▸ Task statement
The full listing, reproduced exactly, is what the response must contain.

▸ Information shown

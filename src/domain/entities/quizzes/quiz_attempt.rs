use mongodb::bson::{oid::ObjectId, DateTime};
use serde::{Deserialize, Serialize};
use crate::domain::entities::quizzes::quiz::{QuestionOutcome, Quiz, QuizAnswer, ScoreCard};

/// `quiz_attempts` 컬렉션 문서 (제출 한 번)
#[derive(Debug, Clone, PartialEq, Serialize, Deserialize)]
pub struct QuizAttempt {
    #[serde(rename = "_id", skip_serializing_if = "Option::is_none")]
    pub id: Option<ObjectId>,
    pub quiz_id: ObjectId,
    pub user_id: ObjectId,
    pub answers: Vec<QuizAnswer>,
    pub outcomes: Vec<QuestionOutcome>,
    pub score: f64,
    pub total_marks: f64,
    pub correct_count: i64,
    pub wrong_count: i64,
    pub unanswered_count: i64,
    pub submitted_at: DateTime,
}

impl QuizAttempt {
    pub fn grade(quiz: &Quiz, quiz_id: ObjectId, user_id: ObjectId, answers: Vec<QuizAnswer>) -> Self {
        let ScoreCard { score, outcomes, correct_count, wrong_count, unanswered_count } = quiz.score(&answers);

        Self {
            id: None,
            quiz_id,
            user_id,
            answers,
            outcomes,
            score,
            total_marks: quiz.total_marks,
            correct_count,
            wrong_count,
            unanswered_count,
            submitted_at: DateTime::now(),
        }
    }
}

▸ Answer for the task
filename src/domain/entities/quizzes/quiz_attempt.rs
use mongodb::bson::{oid::ObjectId, DateTime};
use serde::{Deserialize, Serialize};
use crate::domain::entities::quizzes::quiz::{QuestionOutcome, Quiz, QuizAnswer, ScoreCard};

/// `quiz_attempts` 컬렉션 문서 (제출 한 번)
#[derive(Debug, Clone, PartialEq, Serialize, Deserialize)]
pub struct QuizAttempt {
    #[serde(rename = "_id", skip_serializing_if = "Option::is_none")]
    pub id: Option<ObjectId>,
    pub quiz_id: ObjectId,
    pub user_id: ObjectId,
    pub answers: Vec<QuizAnswer>,
    pub outcomes: Vec<QuestionOutcome>,
    pub score: f64,
    pub total_marks: f64,
    pub correct_count: i64,
    pub wrong_count: i64,
    pub unanswered_count: i64,
    pub submitted_at: DateTime,
}

impl QuizAttempt {
    pub fn grade(quiz: &Quiz, quiz_id: ObjectId, user_id: ObjectId, answers: Vec<QuizAnswer>) -> Self {
        let ScoreCard { score, outcomes, correct_count, wrong_count, unanswered_count } = quiz.score(&answers);

        Self {
            id: None,
            quiz_id,
            user_id,
            answers,
            outcomes,
            score,
            total_marks: quiz.total_marks,
            correct_count,
            wrong_count,
            unanswered_count,
            submitted_at: DateTime::now(),
        }
    }
}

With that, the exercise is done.